Spring-boot: Kubernetes readiness probe endpoint returning 404

Created on 25 Jul 2020  路  16Comments  路  Source: spring-projects/spring-boot

There appears to be some change in behaviour for the Kubernetes-oriented readiness group endpoint on 2.3.2 compared to 2.3.1.

For a service that has no external dependencies (and only readinessState in the health group), the /actuator/health/readiness endpoint is returning a 404.
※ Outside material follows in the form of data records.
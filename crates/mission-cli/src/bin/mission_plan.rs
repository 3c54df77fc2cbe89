//! mission-plan - assemble a mission plan from a JSON message

use anyhow::{bail, Result};
use clap::{Parser, Subcommand};
use mission_cli::{assemble, is_fatal, read_json, render_text, Config, PlanReport, Request};
use mission_core::{GeoPoint, PlannerRules};
use std::path::PathBuf;
use tracing_subscriber::{layer::SubscriberExt, util::SubscriberInitExt};

#[derive(Parser, Debug)]
#[command(author, version, about, long_about = None)]
struct Args {
    #[command(subcommand)]
    command: Command,

    /// Print the plan as JSON
    #[arg(long, global = true)]
    json: bool,

    /// Turn radius for densified paths, meters
    #[arg(long, global = true)]
    turn_radius: Option<f64>,
}

#[derive(Subcommand, Debug)]
enum Command {
    /// Assemble a plan-database message
    Plandb {
        /// Path to the message JSON
        file: PathBuf,
    },
    /// Assemble a mission-control message
    Control {
        /// Path to the message JSON
        file: PathBuf,

        /// Densify the path along turn-constrained curves
        #[arg(long)]
        densify: bool,

        /// Vehicle latitude, degrees
        #[arg(long, requires = "start_lon", allow_hyphen_values = true)]
        start_lat: Option<f64>,

        /// Vehicle longitude, degrees
        #[arg(long, requires = "start_lat", allow_hyphen_values = true)]
        start_lon: Option<f64>,
    },
}

fn main() -> Result<()> {
    tracing_subscriber::registry()
        .with(tracing_subscriber::fmt::layer().with_writer(std::io::stderr))
        .with(
            tracing_subscriber::EnvFilter::from_default_env()
                .add_directive("mission_core=info".parse()?),
        )
        .init();

    let args = Args::parse();
    let config = Config::from_env();

    let mut rules = PlannerRules::default();
    if let Some(radius) = args.turn_radius {
        if radius.is_nan() || radius <= 0.0 {
            bail!("turn radius must be positive, got {}", radius);
        }
        rules.turn_radius_m = radius;
    }

    let request = match args.command {
        Command::Plandb { file } => Request::PlanDb(read_json(&file)?),
        Command::Control {
            file,
            densify,
            start_lat,
            start_lon,
        } => Request::Control {
            message: read_json(&file)?,
            densify,
            vehicle_start: start_lat.zip(start_lon).map(|(lat, lon)| GeoPoint::new(lat, lon)),
        },
    };

    let gateway = config.gateway(&rules, request.location_hint())?;
    tracing::info!(endpoints = ?gateway.endpoint_names(), "Geodesy gateway configured");

    let plan = assemble(request, &gateway, &config, rules);

    if args.json {
        println!("{}", serde_json::to_string_pretty(&PlanReport::new(&plan))?);
    } else {
        print!("{}", render_text(&plan));
    }

    if is_fatal(&plan) {
        bail!("mission {} cannot be geo-anchored", plan.plan_id());
    }
    Ok(())
}
//! Geodesy service HTTP client.

use anyhow::{bail, Context, Result};
use mission_core::{GeoPoint, GeodesyEndpoint, GeodesyError, PlanarPoint};
use reqwest::blocking::Client;
use serde::de::DeserializeOwned;
use serde::{Deserialize, Serialize};
use std::time::Duration;

const DEFAULT_REQUEST_TIMEOUT: Duration = Duration::from_secs(10);

/// A geodesy service reachable over HTTP.
///
/// Probing hits `GET {base}/health`; conversions are `POST`s to
/// `{base}/latlon_to_utm` and `{base}/utm_to_latlon`.
pub struct HttpGeodesyEndpoint {
    client: Client,
    base_url: String,
    name: String,
}

#[derive(Debug, Serialize)]
struct LatLonToUtmRequest {
    latitude: f64,
    longitude: f64,
    altitude: f64,
}

#[derive(Debug, Deserialize)]
struct UtmPointResponse {
    x: f64,
    y: f64,
}

#[derive(Debug, Serialize)]
struct UtmToLatLonRequest {
    x: f64,
    y: f64,
    z: f64,
}

#[derive(Debug, Deserialize)]
struct LatLonResponse {
    latitude: f64,
    longitude: f64,
}

impl HttpGeodesyEndpoint {
    /// Endpoint named after its base URL.
    pub fn new(base_url: impl Into<String>) -> Result<Self> {
        let base_url = base_url.into();
        let name = base_url.clone();
        Self::named(name, base_url, DEFAULT_REQUEST_TIMEOUT)
    }

    pub fn named(
        name: impl Into<String>,
        base_url: impl Into<String>,
        request_timeout: Duration,
    ) -> Result<Self> {
        let base_url = base_url.into().trim_end_matches('/').to_string();
        if base_url.is_empty() {
            bail!("geodesy endpoint URL is empty");
        }
        let client = Client::builder()
            .timeout(request_timeout)
            .build()
            .context("Failed to create HTTP client")?;
        Ok(Self {
            client,
            base_url,
            name: name.into(),
        })
    }

    pub fn base_url(&self) -> &str {
        &self.base_url
    }

    /// `GET /health` succeeded within `timeout`.
    pub fn check_health(&self, timeout: Duration) -> Result<()> {
        let url = format!("{}/health", self.base_url);
        let response = self
            .client
            .get(&url)
            .timeout(timeout)
            .send()
            .with_context(|| format!("Failed to reach {}", url))?;

        let status = response.status();
        if !status.is_success() {
            bail!("Health check at {} returned {}", url, status);
        }
        Ok(())
    }

    pub fn latlon_to_utm(&self, lat: f64, lon: f64, alt: f64) -> Result<PlanarPoint> {
        let body = LatLonToUtmRequest {
            latitude: lat,
            longitude: lon,
            altitude: alt,
        };
        let point: UtmPointResponse = self.post("latlon_to_utm", &body)?;
        Ok(PlanarPoint::new(point.x, point.y))
    }

    pub fn utm_to_latlon(&self, x: f64, y: f64) -> Result<GeoPoint> {
        let body = UtmToLatLonRequest { x, y, z: 0.0 };
        let point: LatLonResponse = self.post("utm_to_latlon", &body)?;
        Ok(GeoPoint::new(point.latitude, point.longitude))
    }

    fn post<B: Serialize, R: DeserializeOwned>(&self, path: &str, body: &B) -> Result<R> {
        let url = format!("{}/{}", self.base_url, path);
        let response = self
            .client
            .post(&url)
            .json(body)
            .send()
            .with_context(|| format!("Failed to call {}", url))?;

        let status = response.status();
        if !status.is_success() {
            let text = response.text().unwrap_or_default();
            bail!("{} returned {}: {}", url, status, text);
        }

        response
            .json()
            .with_context(|| format!("Failed to parse response from {}", url))
    }

    fn conversion_error(&self, err: anyhow::Error) -> GeodesyError {
        GeodesyError::Conversion {
            endpoint: self.name.clone(),
            reason: format!("{:#}", err),
        }
    }
}

impl GeodesyEndpoint for HttpGeodesyEndpoint {
    fn name(&self) -> &str {
        &self.name
    }

    fn probe(&self, timeout: Duration) -> bool {
        match self.check_health(timeout) {
            Ok(()) => true,
            Err(err) => {
                tracing::debug!(endpoint = %self.name, "Probe failed: {:#}", err);
                false
            }
        }
    }

    fn geo_to_planar(&self, lat: f64, lon: f64, alt: f64) -> Result<PlanarPoint, GeodesyError> {
        self.latlon_to_utm(lat, lon, alt)
            .map_err(|err| self.conversion_error(err))
    }

    fn planar_to_geo(&self, x: f64, y: f64) -> Result<GeoPoint, GeodesyError> {
        self.utm_to_latlon(x, y)
            .map_err(|err| self.conversion_error(err))
    }
}

#[cfg(test)]
mod tests {
    use super::*;

    #[test]
    fn trailing_slash_is_trimmed() {
        let endpoint = HttpGeodesyEndpoint::new("http://127.0.0.1:9/").unwrap();
        assert_eq!(endpoint.base_url(), "http://127.0.0.1:9");
        assert_eq!(endpoint.name(), "http://127.0.0.1:9/");
    }

    #[test]
    fn empty_url_is_rejected() {
        assert!(HttpGeodesyEndpoint::new("").is_err());
    }

    #[test]
    fn unreachable_service_probes_false() {
        // nothing listens on the discard port
        let endpoint = HttpGeodesyEndpoint::new("http://127.0.0.1:9").unwrap();
        assert!(!endpoint.probe(Duration::from_millis(200)));
    }

    #[test]
    fn unreachable_service_conversion_is_an_error() {
        let endpoint =
            HttpGeodesyEndpoint::named("primary", "http://127.0.0.1:9", Duration::from_millis(200))
                .unwrap();
        match endpoint.geo_to_planar(58.0, 15.0, 0.0) {
            Err(GeodesyError::Conversion { endpoint, .. }) => assert_eq!(endpoint, "primary"),
            other => panic!("unexpected result {other:?}"),
        }
    }

    #[test]
    fn request_bodies_use_service_field_names() {
        let body = serde_json::to_value(LatLonToUtmRequest {
            latitude: 58.0,
            longitude: 15.0,
            altitude: -2.0,
        })
        .unwrap();
        assert_eq!(
            body,
            serde_json::json!({"latitude": 58.0, "longitude": 15.0, "altitude": -2.0})
        );
    }
}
Configuration we are using:

management.server.port=9083
management.health.probes.enabled=true
management.endpoints.enabled-by-default=false
management.endpoint.info.enabled=true
management.endpoint.health.enabled=true
management.endpoint.health.show-details=always
management.endpoint.health.group.liveness.include=livenessState,diskSpace,refreshScope
management.endpoint.health.group.readiness.include=readinessState
management.endpoint.health.group.liveness.show-details=always
management.endpoint.health.group.readiness.show-details=always
management.endpoints.web.exposure.include=health

Expected Behaviour
We expect this to just return 200 with { "status": "UP" }

Actual Behaviour

$ http http://localhost:9083/actuator/health/readiness
HTTP/1.1 404 Not Found

Full health call:

$ http http://localhost:9083/actuator/health
HTTP/1.1 200 OK
Connection: keep-alive
Content-Type: application/json
Date: Sat, 25 Jul 2020 06:27:55 GMT
Transfer-Encoding: chunked
{
    "components": {
        "discoveryComposite": {
            "components": {
                "discoveryClient": {
                    "description": "Discovery Client not initialized",
                    "status": "UNKNOWN"
                }
            },
            "description": "Discovery Client not initialized",
            "status": "UNKNOWN"
        },
        "diskSpace": {
            "details": {
                "exists": true,
                "free": 287311962112,
                "threshold": 10485760,
                "total": 499963174912
            },
            "status": "UP"
        },
        "livenessStateProbeIndicator": {
            "status": "UP"
        },
        "ping": {
            "status": "UP"
        },
        "reactiveDiscoveryClients": {
            "components": {
                "Simple Reactive Discovery Client": {
                    "description": "Discovery Client not initialized",
                    "status": "UNKNOWN"
                }
            },
            "description": "Discovery Client not initialized",
            "status": "UNKNOWN"
        },
        "readinessStateProbeIndicator": {
            "status": "UP"
        },
        "refreshScope": {
            "status": "UP"
        }
    },
    "groups": [
        "liveness",
        "readiness"
    ],
    "status": "UP"
}

This may relate to #22107.

regression

Most helpful comment

This issue is now fixed in the 2.3.3 and 2.4.0 SNAPSHOTs.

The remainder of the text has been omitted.